Le 20 janvier dernier, les élus parisiens ont rejeté la proposition déposée par le conseiller du XIIe arrondissement Alexis Corbière, réclamant qu’une rue parisienne porte le nom de Maximilien de Robespierre. Reporter Citoyen publie sa seconde lettre.
Paris, le 23 juin 2011
Monsieur le Maire de Paris,
je demande toujours qu’une rue porte le nom de Robespierre dans la capitale.
Monsieur le Maire,
Vous le savez, j’ai déposé un vœu lors du récent Conseil de Paris demandant que soit accordé le nom d’une rue à Maximilien Robespierre. Il a hélas été largement rejeté et vous même avez fait savoir que vous y étiez opposé.
Quelques jours après ce vote, je me permets encore d’insister.

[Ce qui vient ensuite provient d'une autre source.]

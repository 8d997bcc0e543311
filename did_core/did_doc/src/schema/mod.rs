pub mod did_doc;
pub mod service;
pub mod utils;
pub mod verification_method;
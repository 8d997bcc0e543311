mod did_doc;
mod service;
mod verification_method;
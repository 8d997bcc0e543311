pub mod sov;
pub mod web;
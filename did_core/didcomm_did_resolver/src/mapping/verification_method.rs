use did_resolver::did_doc::schema::verification_method::VerificationMethod;
use serde_json::Value;

use crate::schema::verification_method::{DidCommVerificationMethod, VerificationMaterial};

type MaterialExtractor = fn(&VerificationMethod) -> Option<VerificationMaterial>;

// First populated encoding wins.
const MATERIAL_PRIORITY: [MaterialExtractor; 5] = [base58, multibase, hex, jwk, other];

fn populated(value: Option<&str>) -> Option<&str> {
    value.filter(|value| !value.is_empty())
}

fn base58(method: &VerificationMethod) -> Option<VerificationMaterial> {
    populated(method.public_key_base58()).map(|key| VerificationMaterial::Base58(key.to_owned()))
}

fn multibase(method: &VerificationMethod) -> Option<VerificationMaterial> {
    populated(method.public_key_multibase())
        .map(|key| VerificationMaterial::Multibase(key.to_owned()))
}

fn hex(method: &VerificationMethod) -> Option<VerificationMaterial> {
    populated(method.public_key_hex()).map(|key| VerificationMaterial::Hex(key.to_owned()))
}

fn jwk(method: &VerificationMethod) -> Option<VerificationMaterial> {
    method
        .public_key_jwk()
        .map(|jwk| VerificationMaterial::Jwk(Value::Object(jwk.clone())))
}

fn other(method: &VerificationMethod) -> Option<VerificationMaterial> {
    [
        method.public_key_pem(),
        method.public_key_base64(),
        method.blockchain_account_id(),
        method.ethereum_address(),
    ]
    .into_iter()
    .find_map(populated)
    .map(|value| VerificationMaterial::Other(Some(value.to_owned())))
}

fn verification_material(method: &VerificationMethod) -> VerificationMaterial {
    MATERIAL_PRIORITY
        .iter()
        .find_map(|extract| extract(method))
        .unwrap_or(VerificationMaterial::Other(None))
}

impl From<&VerificationMethod> for DidCommVerificationMethod {
    fn from(method: &VerificationMethod) -> Self {
        DidCommVerificationMethod {
            id: method.id().to_owned(),
            verification_method_type: method.verification_method_type().to_owned(),
            controller: method.controller().to_owned(),
            verification_material: verification_material(method),
        }
    }
}
pub mod resolution_error;
pub mod resolution_metadata;
pub mod resolution_options;
pub mod resolution_output;

use std::sync::Arc;

use async_trait::async_trait;

use self::resolution_output::DidResolutionOutput;
use crate::error::GenericError;

/// Resolves a DID into its document.
///
/// `ResolutionContext` is handed through untouched by callers; it is up to each implementation
/// what it scopes (options, wallet handles, credentials).
///
/// A DID that resolves to nothing is reported with `did_document: None` in the output, not as an
/// error. Errors are reserved for failures of the resolution itself.
#[async_trait]
pub trait DidResolvable: Send + Sync {
    type ResolutionContext: Send + Sync;

    async fn resolve(
        &self,
        context: &Self::ResolutionContext,
        did: &str,
    ) -> Result<DidResolutionOutput, GenericError>;
}

#[async_trait]
impl<T> DidResolvable for Arc<T>
where
    T: DidResolvable + ?Sized,
{
    type ResolutionContext = T::ResolutionContext;

    async fn resolve(
        &self,
        context: &Self::ResolutionContext,
        did: &str,
    ) -> Result<DidResolutionOutput, GenericError> {
        self.as_ref().resolve(context, did).await
    }
}
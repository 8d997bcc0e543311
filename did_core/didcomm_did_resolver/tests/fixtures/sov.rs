pub static DID_SOV: &str = "did:sov:WRfXPg8dantKVubE3HX8pw";

pub static DID_DOC_SOV: &str = r##"
    {
        "id": "did:sov:WRfXPg8dantKVubE3HX8pw",
        "verificationMethod": [
            {
                "id": "did:sov:WRfXPg8dantKVubE3HX8pw#key-1",
                "type": "Ed25519VerificationKey2018",
                "controller": "did:sov:WRfXPg8dantKVubE3HX8pw",
                "publicKeyBase58": "H3C2AVvLMv6gmMNam3uVAjZpfkcJCwDwnZn6z3wXmqPV"
            }
        ],
        "authentication": ["#key-1"],
        "keyAgreement": [
            {
                "id": "did:sov:WRfXPg8dantKVubE3HX8pw#key-agreement-1",
                "type": "X25519KeyAgreementKey2019",
                "controller": "did:sov:WRfXPg8dantKVubE3HX8pw",
                "publicKeyBase58": "Fbj2fMpAzLgzqA3H9zVDGDK1WANfSS84yWRJUY1ALxGY"
            }
        ],
        "service": [
            {
                "id": "did:sov:WRfXPg8dantKVubE3HX8pw#indy",
                "type": "IndyAgent",
                "serviceEndpoint": "https://agent.example.com:8080",
                "recipientKeys": ["H3C2AVvLMv6gmMNam3uVAjZpfkcJCwDwnZn6z3wXmqPV"],
                "routingKeys": ["8HH5gYEeNc3z7PYXmd54d4x6qAfCNrqQqEB3nS7Zfu7K"],
                "priority": 0
            }
        ]
    }
"##;

pub static DIDCOMM_DID_DOC_SOV: &str = r##"
    {
        "did": "did:sov:WRfXPg8dantKVubE3HX8pw",
        "verification_methods": [
            {
                "id": "did:sov:WRfXPg8dantKVubE3HX8pw#key-1",
                "type": "Ed25519VerificationKey2018",
                "controller": "did:sov:WRfXPg8dantKVubE3HX8pw",
                "verification_material": {
                    "format": "Base58",
                    "value": "H3C2AVvLMv6gmMNam3uVAjZpfkcJCwDwnZn6z3wXmqPV"
                }
            },
            {
                "id": "did:sov:WRfXPg8dantKVubE3HX8pw#key-agreement-1",
                "type": "X25519KeyAgreementKey2019",
                "controller": "did:sov:WRfXPg8dantKVubE3HX8pw",
                "verification_material": {
                    "format": "Base58",
                    "value": "Fbj2fMpAzLgzqA3H9zVDGDK1WANfSS84yWRJUY1ALxGY"
                }
            }
        ],
        "services": [
            {
                "id": "did:sov:WRfXPg8dantKVubE3HX8pw#indy",
                "kind": {
                    "Other": {
                        "type": "IndyAgent",
                        "serviceEndpoint": "https://agent.example.com:8080",
                        "recipientKeys": ["H3C2AVvLMv6gmMNam3uVAjZpfkcJCwDwnZn6z3wXmqPV"],
                        "routingKeys": ["8HH5gYEeNc3z7PYXmd54d4x6qAfCNrqQqEB3nS7Zfu7K"],
                        "priority": 0
                    }
                }
            }
        ],
        "key_agreements": ["did:sov:WRfXPg8dantKVubE3HX8pw#key-agreement-1"],
        "authentications": ["#key-1"]
    }
"##;
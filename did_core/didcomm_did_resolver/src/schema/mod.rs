pub mod did_doc;
pub mod service;
pub mod verification_method;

Pêché d’orgueil ? Non, simplement je n’accepte pas que soit ainsi minimisé par la représentation parisienne le rôle majeur tenu par cet homme durant la Révolution française, évènement fondateur de notre République. D’autant que sa pensée et ses actes restent pour l’essentiel d’une grande modernité.
Qu’on en juge. C’est lui qui, pour la première fois à la mi-décembre 1790, employa la devise « Liberté, égalité, fraternité », devenue depuis celle de notre Nation toute entière. C’est lui qui fut le premier défenseur du suffrage universel et de la souveraineté populaire. C’est lui qui intervint avec force pour l’abolition de l’esclavage et la fin des colonies. C’est lui qui défendit aussi la liberté de la presse et demanda même dès 1791, en vain, l’abolition de la peine de mort. A ce sujet, savez-vous que c’est grâce à ses interventions personnelles et répétées que 73 députés girondins, mis en accusation, eurent la vie sauve en 1793 ? C’est lui encore qui, le premier, exigea que l’on accorde la pleine citoyenneté pour les juifs et les comédiens.

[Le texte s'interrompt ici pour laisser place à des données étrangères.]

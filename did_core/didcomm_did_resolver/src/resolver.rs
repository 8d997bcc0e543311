use std::fmt;

use async_trait::async_trait;
use did_resolver::{error::GenericError, traits::resolvable::DidResolvable};
use log::debug;

use crate::{schema::did_doc::DidCommDidDocument, traits::DidCommResolver};

/// Resolves DIDs through a generic resolver and adapts the documents for DIDComm.
///
/// The context is handed to the underlying resolver on every call and is never inspected here.
/// Resolver errors are returned as they are; a DID without a document yields `Ok(None)`.
pub struct DidCommDidResolver<R: DidResolvable> {
    context: R::ResolutionContext,
    resolver: R,
}

impl<R: DidResolvable> DidCommDidResolver<R> {
    pub fn new(context: R::ResolutionContext, resolver: R) -> Self {
        Self { context, resolver }
    }

    pub fn context(&self) -> &R::ResolutionContext {
        &self.context
    }

    pub fn resolver(&self) -> &R {
        &self.resolver
    }

    pub async fn resolve(&self, did: &str) -> Result<Option<DidCommDidDocument>, GenericError> {
        debug!("Resolving DIDComm document of {}", did);
        let output = self.resolver.resolve(&self.context, did).await?;
        let Some(document) = output.did_document() else {
            debug!(
                "No DID document for {}, resolution error: {:?}",
                did,
                output.did_resolution_metadata().error()
            );
            return Ok(None);
        };
        Ok(Some(DidCommDidDocument::from(document)))
    }
}

impl<R> fmt::Debug for DidCommDidResolver<R>
where
    R: DidResolvable,
{
    fn fmt(&self, f: &mut fmt::Formatter<'_>) -> fmt::Result {
        f.debug_struct("DidCommDidResolver").finish_non_exhaustive()
    }
}

#[async_trait]
impl<R: DidResolvable> DidCommResolver for DidCommDidResolver<R> {
    async fn resolve(&self, did: &str) -> Result<Option<DidCommDidDocument>, GenericError> {
        DidCommDidResolver::resolve(self, did).await
    }
}
use did_resolver::did_doc::schema::service::Service;
use serde_json::json;

use crate::schema::service::{DidCommMessagingService, DidCommService, ServiceKind};

impl From<&Service> for DidCommService {
    fn from(service: &Service) -> Self {
        let kind = match service {
            Service::DidCommV2(service) => ServiceKind::DIDCommMessaging(DidCommMessagingService {
                service_endpoint: service.service_endpoint().to_owned(),
                accept: service.accept().to_vec(),
                routing_keys: service.routing_keys().to_vec(),
            }),
            Service::DidCommV1(service) => ServiceKind::Other(json!({
                "type": service.service_type(),
                "serviceEndpoint": service.service_endpoint(),
                "recipientKeys": service.recipient_keys(),
                "routingKeys": service.routing_keys(),
                "accept": service.accept(),
                "priority": service.priority(),
            })),
            Service::IndyAgent(service) => ServiceKind::Other(json!({
                "type": service.service_type(),
                "serviceEndpoint": service.service_endpoint(),
                "recipientKeys": service.recipient_keys(),
                "routingKeys": service.routing_keys(),
                "priority": service.priority(),
            })),
            Service::Generic(service) => {
                let mut other = json!({ "serviceEndpoint": service.service_endpoint() });
                if let Some(service_type) = service.service_type() {
                    other["type"] = json!(service_type);
                }
                ServiceKind::Other(other)
            }
        };
        DidCommService {
            id: service.id().to_owned(),
            kind,
        }
    }
}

Sensible à la question sociale, il souhaitait des lois qui « garantissent à tous les membres de la société les moyens d’exister ». Sa conception de la République était exigeante, il défendait l’espace politique de la Déclaration des droits de l’homme et du citoyen.

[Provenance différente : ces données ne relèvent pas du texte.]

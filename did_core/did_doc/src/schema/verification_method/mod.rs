mod verification_method_kind;

use serde::{Deserialize, Serialize};
use serde_json::{Map, Value};
use typed_builder::TypedBuilder;
pub use verification_method_kind::VerificationMethodKind;

/// A verification method as published by a resolver.
///
/// DID core allows exactly one material property per method, but documents in the wild
/// occasionally carry several. All of them are kept here; consumers decide which one wins.
#[derive(Serialize, Deserialize, Clone, Debug, PartialEq, TypedBuilder)]
#[serde(rename_all = "camelCase")]
pub struct VerificationMethod {
    #[builder(setter(into))]
    id: String,
    #[serde(rename = "type")]
    #[builder(setter(into))]
    verification_method_type: String,
    #[builder(setter(into))]
    controller: String,
    #[serde(default, skip_serializing_if = "Option::is_none")]
    #[builder(default, setter(into, strip_option))]
    public_key_base58: Option<String>,
    #[serde(default, skip_serializing_if = "Option::is_none")]
    #[builder(default, setter(into, strip_option))]
    public_key_multibase: Option<String>,
    #[serde(default, skip_serializing_if = "Option::is_none")]
    #[builder(default, setter(into, strip_option))]
    public_key_hex: Option<String>,
    #[serde(default, skip_serializing_if = "Option::is_none")]
    #[builder(default, setter(strip_option))]
    public_key_jwk: Option<Map<String, Value>>,
    #[serde(default, skip_serializing_if = "Option::is_none")]
    #[builder(default, setter(into, strip_option))]
    public_key_pem: Option<String>,
    #[serde(default, skip_serializing_if = "Option::is_none")]
    #[builder(default, setter(into, strip_option))]
    public_key_base64: Option<String>,
    #[serde(default, skip_serializing_if = "Option::is_none")]
    #[builder(default, setter(into, strip_option))]
    blockchain_account_id: Option<String>,
    #[serde(default, skip_serializing_if = "Option::is_none")]
    #[builder(default, setter(into, strip_option))]
    ethereum_address: Option<String>,
}

impl VerificationMethod {
    pub fn id(&self) -> &str {
        &self.id
    }

    pub fn verification_method_type(&self) -> &str {
        &self.verification_method_type
    }

    pub fn controller(&self) -> &str {
        &self.controller
    }

    pub fn public_key_base58(&self) -> Option<&str> {
        self.public_key_base58.as_deref()
    }

    pub fn public_key_multibase(&self) -> Option<&str> {
        self.public_key_multibase.as_deref()
    }

    pub fn public_key_hex(&self) -> Option<&str> {
        self.public_key_hex.as_deref()
    }

    pub fn public_key_jwk(&self) -> Option<&Map<String, Value>> {
        self.public_key_jwk.as_ref()
    }

    pub fn public_key_pem(&self) -> Option<&str> {
        self.public_key_pem.as_deref()
    }

    pub fn public_key_base64(&self) -> Option<&str> {
        self.public_key_base64.as_deref()
    }

    pub fn blockchain_account_id(&self) -> Option<&str> {
        self.blockchain_account_id.as_deref()
    }

    pub fn ethereum_address(&self) -> Option<&str> {
        self.ethereum_address.as_deref()
    }
}

#[cfg(test)]
mod tests {
    use serde_json::{json, Value};

    use super::*;

    fn create_valid_verification_method_value() -> Value {
        json!({
            "id": "did:example:123456789abcdefghi#key-1",
            "type": "Ed25519VerificationKey2018",
            "controller": "did:example:123456789abcdefghi",
            "publicKeyMultibase": "zQmWvQxTqbG2Z9HPJgG57jjwR154cKhbtJenbyYTWkjgF3e"
        })
    }

    fn create_verification_method_multiple_keys() -> Value {
        json!({
            "id": "did:example:123456789abcdefghi#key-1",
            "type": "Ed25519VerificationKey2018",
            "controller": "did:example:123456789abcdefghi",
            "publicKeyMultibase": "zQmWvQxTqbG2Z9HPJgG57jjwR154cKhbtJenbyYTWkjgF3e",
            "publicKeyJwk": {
                "kty": "OKP",
                "crv": "Ed25519",
                "x": "zQmWvQxTqbG2Z9HPJgG57jjwR154cKhbtJenbyYTWkjgF3e"
            }
        })
    }

    #[test]
    fn test_verification_method_builder() {
        let vm = VerificationMethod::builder()
            .id("did:example:123456789abcdefghi#key-1")
            .controller("did:example:123456789abcdefghi")
            .verification_method_type("Ed25519VerificationKey2018")
            .public_key_base58("8HH5gYEeNc3z7PYXmd54d4x6qAfCNrqQqEB3nS7Zfu7K")
            .build();

        assert_eq!(vm.id(), "did:example:123456789abcdefghi#key-1");
        assert_eq!(vm.controller(), "did:example:123456789abcdefghi");
        assert_eq!(vm.verification_method_type(), "Ed25519VerificationKey2018");
        assert_eq!(
            vm.public_key_base58(),
            Some("8HH5gYEeNc3z7PYXmd54d4x6qAfCNrqQqEB3nS7Zfu7K")
        );
        assert_eq!(vm.public_key_multibase(), None);
        assert_eq!(vm.public_key_jwk(), None);
    }

    #[test]
    fn test_verification_method_deserialization() {
        let vm: VerificationMethod =
            serde_json::from_value(create_valid_verification_method_value()).unwrap();
        assert_eq!(
            vm.public_key_multibase(),
            Some("zQmWvQxTqbG2Z9HPJgG57jjwR154cKhbtJenbyYTWkjgF3e")
        );
        assert_eq!(vm.public_key_base58(), None);
    }

    #[test]
    fn test_verification_method_deserialization_keeps_multiple_keys() {
        let vm: VerificationMethod =
            serde_json::from_value(create_verification_method_multiple_keys()).unwrap();
        assert!(vm.public_key_multibase().is_some());
        assert_eq!(
            vm.public_key_jwk().unwrap().get("crv").unwrap(),
            &json!("Ed25519")
        );
    }

    #[test]
    fn test_verification_method_deserialization_without_key_material() {
        let vm: VerificationMethod = serde_json::from_value(json!({
            "id": "did:example:123#key-1",
            "type": "EcdsaSecp256k1RecoveryMethod2020",
            "controller": "did:example:123",
            "blockchainAccountId": "eip155:1:0x89a932207c485f85226d86f7cd486a89a24fcc12"
        }))
        .unwrap();
        assert_eq!(
            vm.blockchain_account_id(),
            Some("eip155:1:0x89a932207c485f85226d86f7cd486a89a24fcc12")
        );
        assert_eq!(vm.ethereum_address(), None);
    }

    #[test]
    fn test_verification_method_serialization_skips_absent_material() {
        let vm = VerificationMethod::builder()
            .id("#key-1")
            .controller("did:example:123")
            .verification_method_type("X25519KeyAgreementKey2019")
            .public_key_hex("ff00")
            .build();

        assert_eq!(
            serde_json::to_value(&vm).unwrap(),
            json!({
                "id": "#key-1",
                "type": "X25519KeyAgreementKey2019",
                "controller": "did:example:123",
                "publicKeyHex": "ff00"
            })
        );
    }
}
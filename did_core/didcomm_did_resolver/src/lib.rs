mod mapping;
pub mod resolver;
pub mod schema;
pub mod traits;

pub use did_resolver;
pub use resolver::DidCommDidResolver;
pub use traits::DidCommResolver;
pub type GenericError = Box<dyn std::error::Error + Send + Sync + 'static>;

Homme politique entier, législateur philosophe, « l’incorruptible » dut faire face à des temps difficiles où notre pays était déchiré par des invasions d’armées étrangères, de nombreuses trahisons et secoué par une terrible guerre civile.
N’ayez crainte, je n’esquiverai pas la critique. Robespierre fut effectivement un des acteurs de ce qui est nommé « la Grande Terreur ». Mais de quoi parlons-nous exactement ? D’une période de deux mois du 10 juin au 27 juillet 1794 causant la mort de 1366 personnes. Comme vous, je n’éprouve aucun plaisir à cela et, comme vous, je suis aujourd’hui farouchement opposé à la peine de mort. Mais cette violence est peu comparée à celle exercée pendant des siècles par les Rois de France, qui cautionnaient les pires massacres et les tortures. La période était d’une rare brutalité et cela ne s’est d’ailleurs pas arrêté à la mort de Robespierre. A ce titre, Thermidor n’est pas une sortie de la Terreur, mais sa continuation avec d’autres protagonistes, d’autres vainqueurs et d’autres vaincus, un changement de projet politique et non un changement de moyen politique. Il en fut ainsi pendant des décennies qui suivirent. Adolphe Thiers, quand il réprime la Commune de Paris en 1871, fait exécuter 23 000 personnes pour la seule semaine sanglante. Malgré cela, il existe une rue Thiers à Paris.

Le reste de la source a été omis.